Lang: The Woman In The Window (1944)
The first of Lang's great dream-noirs, The Woman In The Window extrapolates a narrative from the window display that fascinates psychology professor Richard Wanley (Edward G. Robinson) - and, more specifically, from its subordination of the ostensible point of focus - an oil painting of a beautiful woman - to the uncanny emptiness surrounding it, which manages to be both ethereal and oppressive, light and dark, as if air were imbued with the opacity of glass. Appropriately, Wanley's relationship with the object of this portrait (Joan Bennett) is immediately subordinated to their mutual entrapment in just such a medium, due to the unforeseen, traumatic emergence of one of her jaded lovers, and the violent manslaughter that quickly follows. To this end, Lang imbues the action with the same glassiness, from the mirrors that pervade the woman's apartment, to the car windows and windscreens that so often constitute the only thing between Wanley and capture, as well as their common denominator - the rear-vision mirror that equates looking over his shoulder with the mere act of glancing into this medium.
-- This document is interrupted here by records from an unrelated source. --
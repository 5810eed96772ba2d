//! Configuration module for Watchtower
//!
//! Provides layered configuration loading from files, environment variables, and defaults.
//!
//! # Configuration Precedence
//!
//! 1. CLI arguments (highest priority)
//! 2. Environment variables (`WATCHTOWER_*`)
//! 3. Configuration file (TOML)
//! 4. Default values (lowest priority)
//!
//! # Example
//!
//! ```rust
//! use watchtower::config::WatchtowerConfig;
//!
//! let config = WatchtowerConfig::default();
//! assert_eq!(config.gateway.overview_ms, 500);
//!
//! let toml = r#"
//! [gateway]
//! latency_enabled = false
//! "#;
//! let config: WatchtowerConfig = toml::from_str(toml).unwrap();
//! assert!(!config.gateway.latency_enabled);
//! ```

pub mod error;
pub mod gateway;
pub mod logging;
pub mod thresholds;

pub use error::ConfigError;
pub use gateway::{CallKind, GatewayConfig};
pub use logging::{LogFormat, LoggingConfig};
pub use thresholds::HealthThresholds;

use serde::{Deserialize, Serialize};
use std::path::Path;

/// Unified configuration.
#[derive(Debug, Clone, Serialize, Deserialize, Default)]
#[serde(default)]
pub struct WatchtowerConfig {
    /// Simulated gateway latency
    pub gateway: GatewayConfig,
    /// Status to health score mapping
    pub thresholds: HealthThresholds,
    /// Logging configuration
    pub logging: LoggingConfig,
}

impl WatchtowerConfig {
    /// Load configuration from a TOML file
    ///
    /// If path is None, returns default configuration.
    /// If path doesn't exist, returns NotFound error.
    pub fn load(path: Option<&Path>) -> Result<Self, ConfigError> {
        match path {
            Some(p) => {
                if !p.exists() {
                    return Err(ConfigError::NotFound(p.to_path_buf()));
                }
                let content = std::fs::read_to_string(p)?;
                toml::from_str(&content).map_err(|e| ConfigError::Parse(e.to_string()))
            }
            None => Ok(Self::default()),
        }
    }

    /// Apply environment variable overrides
    ///
    /// Invalid values are silently ignored (defaults are kept).
    pub fn with_env_overrides(mut self) -> Self {
        if let Ok(level) = std::env::var("WATCHTOWER_LOG_LEVEL") {
            self.logging.level = level;
        }
        if let Ok(format) = std::env::var("WATCHTOWER_LOG_FORMAT") {
            if let Ok(f) = format.parse() {
                self.logging.format = f;
            }
        }
        if let Ok(latency) = std::env::var("WATCHTOWER_LATENCY") {
            match latency.to_lowercase().as_str() {
                "true" => self.gateway.latency_enabled = true,
                "false" => self.gateway.latency_enabled = false,
                _ => {}
            }
        }

        self
    }

    /// Validate configuration
    pub fn validate(&self) -> Result<(), ConfigError> {
        let t = &self.thresholds;
        let scores = [
            ("thresholds.critical_health", t.critical_health),
            ("thresholds.warning_health", t.warning_health),
            ("thresholds.healthy_health", t.healthy_health),
            ("thresholds.healthy_floor", t.healthy_floor),
        ];
        for (field, value) in scores {
            if !(0.0..=100.0).contains(&value) {
                return Err(ConfigError::validation(
                    field,
                    format!("{} is outside 0-100", value),
                ));
            }
        }

        if t.critical_health > t.warning_health || t.warning_health > t.healthy_health {
            return Err(ConfigError::validation(
                "thresholds",
                "scores must satisfy critical <= warning <= healthy",
            ));
        }

        if t.healthy_health < t.healthy_floor {
            return Err(ConfigError::validation(
                "thresholds.healthy_health",
                format!(
                    "healthy score {} is below the healthy floor {}",
                    t.healthy_health, t.healthy_floor
                ),
            ));
        }

        Ok(())
    }
}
The result is the first film to fully transform tension, or suspense, into the more characteristically noir experience of an interminable, unbearable waiting, in which the exponential identification of what is with what might be produces a hallucinatory intensity that, along with this shimmering glassiness, paves the way for what might otherwise be a fairly disappointing, or at least conventional, conclusion.
Reader Comments (1)
This is a great Fritz Lang vehicle.. has an excellent story and is one of my favourite film noirs. Edward G. Robinson is excellent. I agree with the above analysis on the conclusion, it seems a bit too easily resolved / forced.. Still, a great movie which I really appreciate and a must see for any serious film noir fanatic.